My previous work on PDFBlaze was invaluable to understanding the requirements and issues for this project. PDFs are a notoriously complex format, so it helped a lot that for this project as I already had a good understanding of the underlying structure and how to manipulate it. Just for reference the PDF version 1.7 specification is over 500 pages long and was released almost 20 years ago, the more recent version 2.0 (2017) clocks in at almost 1000 pages.

The why: PDF design and data sensitivity

I built this for a relative who needed it for their business, and their use case turned out to be quite interesting. Because of current market forces they had to recalculate their pricing sheets many times in relatively short intervals. Unfortunately this forced them to spend a lot of time painstakingly updating hundreds of individual prices to create catered PDFs for different clients. The manual work involved in updating prices, regenerating documents, and making sure everything looked right was eating into their time. They aren’t tech-illiterate at all, but it’s not their primary job to sit at a computer and it felt like a large burden to spend their energy on this extra task. Additionally, the industry or at least their target audience, comes from a pool of clientele that happens to care a lot about the details. Now, this is mostly concerning the product, but in such a sector you often require to be very conscious about the image, brand and design you project. As such my relative wanted to use their own design tools (e.g. InDesign, Illustrator, whatever they were comfortable with) to create beautifully laid-out PDFs. Then they just wanted to sub in the prices. A boring or generic template that looks like a generated document was not really an option.

Generally this kind of tool is hard to come by, because it’s a niche use case, and also it actually involves some pretty complex technical hurdles to overcome. There are some alternatives floating around online, but all of questionable quality, pricing structures, or data security. A web-based PDF generator or a service that processes documents in the cloud was somewhat problematic anyway, for a lot of businesses their pricing data is the anchor of their business. Sending it anywhere, even to a quote-unquote trusted third party, was out of the question. To me a primary requirement was that everything had to run locally and no data to ever leave their computer.
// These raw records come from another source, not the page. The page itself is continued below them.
use chrono::{DateTime, Datelike, Months, NaiveDate, TimeZone, Utc};

pub fn now() -> DateTime<Utc> {
    Utc::now()
}

/// Midnight UTC on the first day of `at`'s month.
pub fn month_start(at: DateTime<Utc>) -> DateTime<Utc> {
    let first = NaiveDate::from_ymd_opt(at.year(), at.month(), 1)
        .and_then(|d| d.and_hms_opt(0, 0, 0))
        .unwrap_or_else(|| at.naive_utc());
    Utc.from_utc_datetime(&first)
}

/// First instants of the last `count` calendar months, oldest first, ending
/// with the month containing `at`.
pub fn trailing_months(at: DateTime<Utc>, count: u32) -> Vec<DateTime<Utc>> {
    let current = month_start(at);
    (0..count)
        .rev()
        .filter_map(|back| current.checked_sub_months(Months::new(back)))
        .collect()
}

/// "Mar 2026" style label.
pub fn month_label(at: DateTime<Utc>) -> String {
    at.format("%b %Y").to_string()
}

pub fn same_month(a: DateTime<Utc>, b: DateTime<Utc>) -> bool {
    a.year() == b.year() && a.month() == b.month()
}

#[cfg(test)]
mod tests {
    use super::*;

    #[test]
    fn trailing_months_cross_year_boundary() {
        let at = Utc.with_ymd_and_hms(2026, 2, 14, 9, 30, 0).unwrap();
        let labels: Vec<String> = trailing_months(at, 6).into_iter().map(month_label).collect();
        assert_eq!(
            labels,
            vec!["Sep 2025", "Oct 2025", "Nov 2025", "Dec 2025", "Jan 2026", "Feb 2026"]
        );
    }

    #[test]
    fn month_start_truncates_to_first_day() {
        let at = Utc.with_ymd_and_hms(2026, 7, 31, 23, 59, 59).unwrap();
        assert_eq!(month_start(at), Utc.with_ymd_and_hms(2026, 7, 1, 0, 0, 0).unwrap());
    }
}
That’s what PDF Interpolator does. You pick a spreadsheet, map the source column (the placeholder text in the PDF) to the target column (the value from your sheet), select your PDF, choose an output location, and process. The app preserves the original layout, fonts, and formatting. It just swaps the text. Fully offline, no account required, no telemetry.

The nitty gritty: what I had to deal with under the hood

As mentioned earlier, PDFs are notoriously messy to work with. I already built PDFBlaze before as a online-service for templated PDFs. This meant I had at least a rough idea of what I was getting into. PDFBlaze was sadly not suited in this case as since it is run by me the data protection issue was less of a concern, but the templating engine requires the user to create the whole thing in my online editor, which as mentioned before wasn’t really an option. Thus, the technical challenges to overcome for this app were the following:

Fonts and encodings

PDFs don’t store text as plain strings. They store sequences of bytes that map to glyphs via font encodings. And it gets worse: different fonts use different encodings, sometimes the same “base font” can be encoded as multiple fonts with different encodings. WinAnsiEncoding, MacRomanEncoding, custom encodings defined in the font dictionary — you have to handle all of them. When you replace text, you need to encode your replacement string back into the same byte representation the PDF expects, otherwise the glyphs won’t render correctly. I had to build a font registry that maps Unicode characters to the correct byte codes for each font, and when a character doesn’t exist in the current font (e.g. a particular case is the euro sign in a font that only has ASCII), I fall back to other fonts in the same family.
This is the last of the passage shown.